Let \({\mathrm {P}}\) be an integer linear program with rational data, i.e., \(\min \{c^{\mathrm {T}} x \mid A x = b,\ x \in {\mathbb {Z}}_{\ge 0}\}\) with \(A \in {\mathbb {Q}}^{m \times n}\), \(b \in {\mathbb {Q}}^m\), and \(c \in {\mathbb {Q}}^n\). Let \(j \in \{1,\cdots ,p\}\), and let \(x, y \in {\mathfrak {X}}\) such that \({\mathrm {P}}_j(x_{-j})\) and \({\mathrm {P}}_j(y_{-j})\) are feasible. Then \({\mathrm {P}}_j(x_{-j})\) is unbounded if and only if \({\mathrm {P}}_j(y_{-j})\) is unbounded.

Proof

Suppose that \({\mathrm {P}}_j(y_{-j})\) is unbounded. Then also its LP relaxation is unbounded. By the decomposition theorem for polyhedra (Minkowski’s theorem, see, e.g., Nemhauser and Wolsey 1988), its feasible region can be written as \({{\,\mathrm{conv}\,}}(\{v^{(1)}, \cdots , v^{(g)}\}) + {{\,\mathrm{conic}\,}}(\{r^{(1)}, \cdots , r^{(h)}\})\) for some \(v^{(1)}, \cdots , v^{(g)}, r^{(1)}, \cdots , r^{(h)} \in {\mathbb {R}}^{n_j}\), and \(c_{j}^t r^{(k)} < 0\) for some \(k \in \{1,\cdots ,h\}\). The vector \(((r^{(k)})^{{\mathrm {T}}}, 0_{-j}^{{\mathrm {T}}})^{{\mathrm {T}}}\) lies in the recession cone (see, e.g., Rockafellar 1970) of the LP relaxation of \({\mathrm {P}}\), so \(r^{(k)}\) lies in the recession cone of the LP relaxation of \({\mathrm {P}}_j(x_{-j})\), i.e., of the convex hull of the feasible region of \({\mathrm {P}}_j(x_{-j})\). As \(r^{(k)}\) has a negative objective value, the latter is unbounded, so the problem \({\mathrm {P}}_{j}(x_{-j})\) must be unbounded as well. \(\square \)

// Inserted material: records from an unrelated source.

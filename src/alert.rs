//! Alert system for displaying error messages to users.
//!
//! Alerts are rendered as HTML fragments that htmx swaps into the
//! `#alert-container` element defined in [crate::html::base].

use axum::response::Html;
use maud::{Markup, html};

const ALERT_ERROR_STYLE: &str = "flex items-start gap-3 p-4 mb-4 text-sm rounded-lg shadow \
    text-red-800 bg-red-50 dark:bg-gray-800 dark:text-red-400";

/// An alert message to display to the user.
#[derive(Debug, Clone, PartialEq)]
pub enum Alert {
    /// An error message with extra details.
    Error { message: String, details: String },
    /// An error message without details.
    ErrorSimple { message: String },
}

impl Alert {
    /// Render the alert as a HTML fragment.
    pub fn into_markup(self) -> Markup {
        let (message, details) = match self {
            Alert::Error { message, details } => (message, Some(details)),
            Alert::ErrorSimple { message } => (message, None),
        };

        html! {
            div
                id="alert"
                role="alert"
                class=(ALERT_ERROR_STYLE)
            {
                div class="flex-1"
                {
                    p class="font-medium" { (message) }

                    @if let Some(details) = details {
                        p { (details) }
                    }
                }

                button
                    type="button"
                    aria-label="Close"
                    class="ms-auto font-bold"
                    onclick="this.closest('#alert-container').classList.add('hidden')"
                {
                    "×"
                }
            }
        }
    }

    /// Render the alert as a HTML response body.
    pub fn into_html(self) -> Html<String> {
        Html(self.into_markup().into_string())
    }
}
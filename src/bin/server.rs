use std::{fs::OpenOptions, net::SocketAddr, process::ExitCode, sync::Arc};

use axum::{
    Router,
    extract::{MatchedPath, Request},
    middleware,
};
use axum_server::Handle;
use clap::Parser;
use tower_http::trace::TraceLayer;

#[cfg(debug_assertions)]
use tower_livereload::LiveReloadLayer;

use tracing_subscriber::{Layer, filter, layer::SubscriberExt, util::SubscriberInitExt};

use pocket_ledger::{
    AppState, DisplayOrder, ExpenseChartSource, IncomeSignPolicy, LedgerOptions,
    TransactionStore, build_router, get_local_date, graceful_shutdown, logging_middleware,
};

/// The web server for Pocket Ledger.
#[derive(Parser, Debug)]
#[command(version, about, long_about = None)]
struct Args {
    /// The port to serve the app from.
    #[arg(short, long, default_value_t = 3000)]
    port: u16,

    /// The canonical name of the local timezone, e.g. "Pacific/Auckland".
    ///
    /// Used to decide which dates are in the future.
    #[arg(long, default_value = "Etc/UTC")]
    timezone: String,

    /// Start with no transactions instead of the demo data.
    #[arg(long)]
    empty: bool,

    /// Store income as a positive amount even if a negative amount is entered.
    #[arg(long)]
    force_positive_income: bool,

    /// Calculate the expense breakdown from the recorded transactions instead
    /// of showing the demo breakdown.
    #[arg(long)]
    live_expense_chart: bool,

    /// List the most recently added transactions first.
    #[arg(long)]
    newest_first: bool,

    /// Log the headers and bodies of every request and response.
    #[arg(long)]
    log_bodies: bool,
}

impl Args {
    fn ledger_options(&self) -> LedgerOptions {
        LedgerOptions {
            income_sign_policy: if self.force_positive_income {
                IncomeSignPolicy::ForcePositive
            } else {
                IncomeSignPolicy::Preserve
            },
            expense_chart_source: if self.live_expense_chart {
                ExpenseChartSource::Live
            } else {
                ExpenseChartSource::Seed
            },
            display_order: if self.newest_first {
                DisplayOrder::NewestFirst
            } else {
                DisplayOrder::Insertion
            },
        }
    }
}

#[tokio::main]
async fn main() -> ExitCode {
    let args = Args::parse();

    if let Err(error) = setup_logging() {
        eprintln!("Could not set up logging: {error}");
        return ExitCode::FAILURE;
    }

    if let Err(error) = get_local_date(&args.timezone) {
        tracing::error!("{error}. Pass a canonical timezone name such as \"Pacific/Auckland\".");
        return ExitCode::FAILURE;
    }

    let store = if args.empty {
        TransactionStore::new()
    } else {
        TransactionStore::with_seed_data()
    };
    tracing::info!("Starting with {} transactions", store.len());

    let options = args.ledger_options();
    tracing::debug!("Ledger options: {options:?}");
    let state = AppState::new(store, &args.timezone, options);

    let addr = SocketAddr::from(([127, 0, 0, 1], args.port));

    let handle = Handle::new();
    tokio::spawn(graceful_shutdown(handle.clone()));

    let mut router = build_router(state);

    if args.log_bodies {
        router = router.layer(middleware::from_fn(logging_middleware));
    }

    let router = add_tracing_layer(router);

    #[cfg(debug_assertions)]
    let router = router.layer(LiveReloadLayer::new());

    tracing::info!("HTTP server listening on http://{}", addr);

    if let Err(error) = axum_server::bind(addr)
        .handle(handle)
        .serve(router.into_make_service())
        .await
    {
        tracing::error!("Server error: {error}");
        return ExitCode::FAILURE;
    }

    ExitCode::SUCCESS
}

fn setup_logging() -> std::io::Result<()> {
    let stdout_log = tracing_subscriber::fmt::layer().pretty();

    let log_file = OpenOptions::new()
        .create(true)
        .append(true)
        .open("debug.log")?;

    let debug_log = tracing_subscriber::fmt::layer()
        .pretty()
        .with_writer(Arc::new(log_file));

    tracing_subscriber::registry()
        .with(
            stdout_log
                .with_filter(filter::LevelFilter::INFO)
                .and_then(debug_log)
                .with_filter(filter::LevelFilter::DEBUG),
        )
        .init();

    Ok(())
}

fn add_tracing_layer(router: Router) -> Router {
    let tracing_layer = TraceLayer::new_for_http()
        .make_span_with(|req: &Request| {
            let method = req.method();
            let uri = req.uri();

            let matched_path = req
                .extensions()
                .get::<MatchedPath>()
                .map(|matched_path| matched_path.as_str());

            tracing::debug_span!("request", %method, %uri, matched_path)
        })
        // By default, `TraceLayer` will log 5xx responses but we're doing our specific
        // logging of errors so disable that
        .on_failure(());

    router.layer(tracing_layer)
}
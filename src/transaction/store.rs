//! The in-memory store of transactions for the current session.

use time::{Date, macros::date};

use crate::{
    Error,
    transaction::{
        core::Transaction,
        form::{IncomeSignPolicy, RawTransactionForm, validate_transaction},
    },
};

/// The date of the most recent demo transaction.
const LATEST_SEED_DATE: Date = date!(2025 - 03 - 25);

/// The order in which transactions are listed.
#[derive(Debug, Clone, Copy, PartialEq, Eq, Default)]
pub enum DisplayOrder {
    /// Oldest first, i.e. the order the transactions were added in.
    #[default]
    Insertion,
    /// The most recently added transaction first.
    NewestFirst,
}

/// An append-only, ordered collection of transactions.
///
/// Transactions cannot be edited or removed once added. The store lives for
/// as long as the server process does.
#[derive(Debug, Clone, Default, PartialEq)]
pub struct TransactionStore {
    transactions: Vec<Transaction>,
}

impl TransactionStore {
    /// Create an empty store.
    pub fn new() -> Self {
        Self::default()
    }

    /// Create a store containing the demo transactions shown on first load.
    pub fn with_seed_data() -> Self {
        let mut store = Self::new();

        for form in seed_forms() {
            match validate_transaction(&form, LATEST_SEED_DATE, IncomeSignPolicy::Preserve)
                .and_then(|transaction| store.append(transaction))
            {
                Ok(()) => {}
                Err(error) => tracing::error!("could not add seed transaction {form:?}: {error}"),
            }
        }

        store
    }

    /// Add `transaction` to the end of the store.
    ///
    /// # Errors
    /// Returns [Error::DuplicateTransactionId] if a transaction with the same
    /// ID is already in the store. The store is unchanged in that case.
    pub fn append(&mut self, transaction: Transaction) -> Result<(), Error> {
        if self
            .transactions
            .iter()
            .any(|existing| existing.id == transaction.id)
        {
            return Err(Error::DuplicateTransactionId);
        }

        self.transactions.push(transaction);
        Ok(())
    }

    /// All transactions in the order they were added.
    pub fn transactions(&self) -> &[Transaction] {
        &self.transactions
    }

    /// All transactions in `order`.
    pub fn in_display_order(&self, order: DisplayOrder) -> Vec<&Transaction> {
        match order {
            DisplayOrder::Insertion => self.transactions.iter().collect(),
            DisplayOrder::NewestFirst => self.transactions.iter().rev().collect(),
        }
    }

    /// The number of transactions in the store.
    pub fn len(&self) -> usize {
        self.transactions.len()
    }

    /// Whether the store has no transactions.
    pub fn is_empty(&self) -> bool {
        self.transactions.is_empty()
    }
}

fn seed_forms() -> [RawTransactionForm; 3] {
    [
        seed_form("Grocery Shopping", "-54.75", "food", "2025-03-25", "expense"),
        seed_form("Salary", "3000", "others", "2025-03-25", "income"),
        seed_form(
            "Netflix Subscription",
            "-12.99",
            "entertainment",
            "2025-03-24",
            "expense",
        ),
    ]
}

fn seed_form(title: &str, amount: &str, category: &str, date: &str, type_: &str) -> RawTransactionForm {
    RawTransactionForm {
        title: title.to_owned(),
        amount: amount.to_owned(),
        category: category.to_owned(),
        date: date.to_owned(),
        type_: type_.to_owned(),
    }
}
//! The "Recent Transactions" list on the dashboard.

use maud::{Markup, html};
use unicode_segmentation::UnicodeSegmentation;

use crate::{
    endpoints,
    html::{
        AMOUNT_NEGATIVE_STYLE, AMOUNT_POSITIVE_STYLE, CARD_STYLE, CARD_TITLE_STYLE,
        format_signed_currency, link,
    },
    transaction::Transaction,
};

/// The max number of graphemes to display for a title before truncating and
/// displaying ellipses.
const MAX_TITLE_GRAPHEMES: usize = 32;

/// Renders `transactions` in the given order, one row per transaction.
pub(super) fn transaction_list_view(transactions: &[&Transaction]) -> Markup {
    html! {
        section
            id="recent-transactions"
            class={ "w-full mb-6 " (CARD_STYLE) }
        {
            h3 class=(CARD_TITLE_STYLE) { "Recent Transactions" }

            @if transactions.is_empty() {
                p class="text-gray-600 dark:text-gray-400"
                {
                    "No transactions yet. "
                    (link(endpoints::NEW_TRANSACTION_VIEW, "Add your first transaction"))
                    "."
                }
            } @else {
                ul class="divide-y divide-gray-200 dark:divide-gray-700"
                {
                    @for transaction in transactions {
                        (transaction_row(transaction))
                    }
                }
            }
        }
    }
}

fn transaction_row(transaction: &Transaction) -> Markup {
    let (title, full_title) = format_title(&transaction.title);
    let amount_style = if transaction.amount.is_sign_negative() {
        AMOUNT_NEGATIVE_STYLE
    } else {
        AMOUNT_POSITIVE_STYLE
    };

    html! {
        li
            class="flex items-center justify-between py-3"
            data-id=(transaction.id)
            data-amount=(transaction.amount)
        {
            div
            {
                p class="font-medium" title=[full_title] { (title) }
                p class="text-sm text-gray-600 dark:text-gray-400"
                {
                    (transaction.category.label()) " • " (transaction.date)
                }
            }

            span class={ "font-semibold " (amount_style) }
            {
                (format_signed_currency(transaction.amount))
            }
        }
    }
}

fn format_title(title: &str) -> (String, Option<&str>) {
    let title_length = title.graphemes(true).count();

    if title_length <= MAX_TITLE_GRAPHEMES {
        (title.to_owned(), None)
    } else {
        let truncated: String = title
            .graphemes(true)
            .take(MAX_TITLE_GRAPHEMES - 3)
            .collect();
        let truncated = truncated + "...";
        (truncated, Some(title))
    }
}

#[cfg(test)]
mod tests {
    use scraper::{Html, Selector};

    use crate::transaction::{DisplayOrder, TransactionStore};

    use super::{format_title, transaction_list_view};

    #[test]
    fn short_title_is_not_truncated() {
        assert_eq!(format_title("Coffee"), ("Coffee".to_owned(), None));
    }

    #[test]
    fn long_title_is_truncated_with_ellipses() {
        let title = "🍕".repeat(40);

        let (truncated, full_title) = format_title(&title);

        assert_eq!(truncated, format!("{}...", "🍕".repeat(29)));
        assert_eq!(full_title, Some(title.as_str()));
    }

    #[test]
    fn lists_transactions_in_given_order() {
        let store = TransactionStore::with_seed_data();
        let transactions = store.in_display_order(DisplayOrder::NewestFirst);

        let document = Html::parse_fragment(&transaction_list_view(&transactions).into_string());

        let rows: Vec<_> = document
            .select(&Selector::parse("li").unwrap())
            .map(|row| row.value().attr("data-amount").unwrap().to_owned())
            .collect();
        assert_eq!(rows, ["-12.99", "3000.00", "-54.75"]);

        let details = document
            .select(&Selector::parse("li p.text-sm").unwrap())
            .next()
            .unwrap()
            .text()
            .collect::<String>();
        assert_eq!(details.trim(), "Entertainment • 2025-03-24");
    }

    #[test]
    fn amounts_are_colored_by_sign() {
        let store = TransactionStore::with_seed_data();
        let transactions = store.in_display_order(DisplayOrder::Insertion);

        let document = Html::parse_fragment(&transaction_list_view(&transactions).into_string());

        let classes: Vec<_> = document
            .select(&Selector::parse("li span").unwrap())
            .map(|amount| amount.value().attr("class").unwrap().to_owned())
            .collect();
        assert!(classes[0].contains("text-red-600"));
        assert!(classes[1].contains("text-green-600"));
    }

    #[test]
    fn empty_list_links_to_form() {
        let document = Html::parse_fragment(&transaction_list_view(&[]).into_string());

        let link = document
            .select(&Selector::parse("a").unwrap())
            .next()
            .expect("want link to the new transaction page");
        assert_eq!(link.value().attr("href"), Some("/transactions/new"));
    }
}
//! Pocket Ledger is a web app for recording income and expenses and seeing
//! where the money went.
//!
//! This library provides a REST API that directly serves HTML pages. The
//! transactions live in memory for as long as the server runs.

#![warn(missing_docs)]

use std::{net::SocketAddr, time::Duration};

use axum_server::Handle;
use tokio::signal;

mod alert;
mod app_state;
mod dashboard;
mod endpoints;
mod error;
mod html;
mod internal_server_error;
mod logging;
mod navigation;
mod not_found;
mod routing;
mod timezone;
mod transaction;

pub use app_state::{AppState, LedgerOptions};
pub use dashboard::{ExpenseChartData, ExpenseChartSource};
pub use error::Error;
pub use logging::{LOG_BODY_LENGTH_LIMIT, logging_middleware};
pub use routing::build_router;
pub use timezone::get_local_date;
pub use transaction::{
    Category, DisplayOrder, IncomeSignPolicy, MAX_AMOUNT, RawTransactionForm, Transaction,
    TransactionId, TransactionStore, TransactionType, adjust_amount_sign, validate_transaction,
};

/// An async task that waits for either the ctrl+c or terminate signal, whichever comes first, and
/// then signals the server to shut down gracefully.
///
/// `handle` is a handle to an Axum `Server`.
pub async fn graceful_shutdown(handle: Handle<SocketAddr>) {
    let ctrl_c = async {
        if let Err(error) = signal::ctrl_c().await {
            tracing::error!("failed to install Ctrl+C handler: {error}");
            std::future::pending::<()>().await;
        }
    };

    #[cfg(unix)]
    let terminate = async {
        match signal::unix::signal(signal::unix::SignalKind::terminate()) {
            Ok(mut signal) => {
                signal.recv().await;
            }
            Err(error) => {
                tracing::error!("failed to install signal handler: {error}");
                std::future::pending::<()>().await;
            }
        }
    };

    #[cfg(not(unix))]
    let terminate = std::future::pending::<()>();

    tokio::select! {
        _ = ctrl_c => {
            tracing::debug!("Received ctrl+c signal.");
            handle.graceful_shutdown(Some(Duration::from_secs(1)));
        },
        _ = terminate => {
            tracing::debug!("Received terminate signal.");
            handle.graceful_shutdown(Some(Duration::from_secs(1)));
        },
    }
}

Note that the assumption of linearity is crucial in Lemma 1 since for integer non-linear programs, the lemma does not hold in general as the following example shows.

Example 2

Consider the integer non-linear program

$$\begin{aligned} ({\mathrm {P}}) \quad \min \{x_1 + x_2 \mid x_1 \cdot x_2 \ge -1 , \ x_1 \le 0, \ x_1, x_2 \in {\mathbb {Z}}\}. \end{aligned}$$

For \(I=\{1\}\) and \(x_2=1\) the subproblem \({\mathrm {P}}_I(1)\) has the optimal solution \(x_1 = -1\) but for \(x_2 \le 0\) the subproblem \({\mathrm {P}}_I(0)\) is unbounded.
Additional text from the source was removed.